In another post I discussed how every organization using AI, Agentic AI and LLM’s could find themselves in a situation where the autonomous AI agent, LLM or chatbot is making decisions that erode brand equity.


On April 28, INC reported a case where an autonomous AI agent wiped out data.  “The AI agent was performing a routine task for the company when it encountered a problem and autonomously decided to delete an entire database and three month’s worth of backups.”  “It took 9 seconds”.  (INC April 28, 2026. This Founder Watched an AI Agent Destroy 3 Months of Company Data: ‘It Took 9 Seconds’ Chloe Aiello)
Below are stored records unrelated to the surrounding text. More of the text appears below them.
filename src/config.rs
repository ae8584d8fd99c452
use std::env;

#[derive(Debug, Clone)]
pub struct AppConfig {
    pub database_url: String,
    pub host: String,
    pub port: u16,
}

impl AppConfig {
    pub fn from_env() -> anyhow::Result<Self> {
        let database_url = env::var("DATABASE_URL")?;
        let host = env::var("APP_HOST").unwrap_or_else(|_| "127.0.0.1".to_string());
        let port = env::var("APP_PORT")
            .ok()
            .and_then(|p| p.parse::<u16>().ok())
            .unwrap_or(3000);
        Ok(Self {
            port,
            database_url,
            host,
        })
    }
}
This happened because the agent was created using “vibe coding” and encountered a problematic credential and “chose to circumvent the mismatched credential by autonomously deleting a volume”.  The agent then proceeded to write a full confession describing how it “violated every principle I was given”.


This was a potentially catastrophic situation and the firm’s many customers were impacted.  They did manage to restore the data.  The underlying problem though, is that this encounter occurred across an API between different parts of the software stack.


As more and more companies automate processes with autonomous agentic AI there is less and less control; less and less ability to train an AI autonomous agent on every conceivable situation it might encounter.  If the propensity of the agent is towards action and task completion – think LLMs that hallucinate a response when they don’t know the answer – and the agent must interact with other agents or other software APIs, then the probability for mishap grows exponentially.   


In this case the result was obvious and immediate, deleted data.  But what if the result of the interaction is more subtle;  a disappointed customer, a part substitution in the supply chain, a cancelled reservation, an inappropriate application of a policy to an employee or customer?


AI governance must be a 24/7/365 endeavor.  Some of it will need to be automated to keep on top of the thousands or even millions of automated decisions being made, alerting humans when the agent is straying into danger zones, triggering human intervention.  Some of it will need to be applied to continuous training and learning.


These autonomous agents need to be thought of more like a new class of employee than traditional software.  They are not programs executing coded instructions according a strict logic.  Nor are they humans with judgement.  They are in some sense the worst of both, autonomous agents with enough knowledge and training to be very dangerous.   Trying to save money, and bump up the stock price by a quick embracing and roll out of AI to appease the analysts and the board can have some subtle and not so subtle downsides.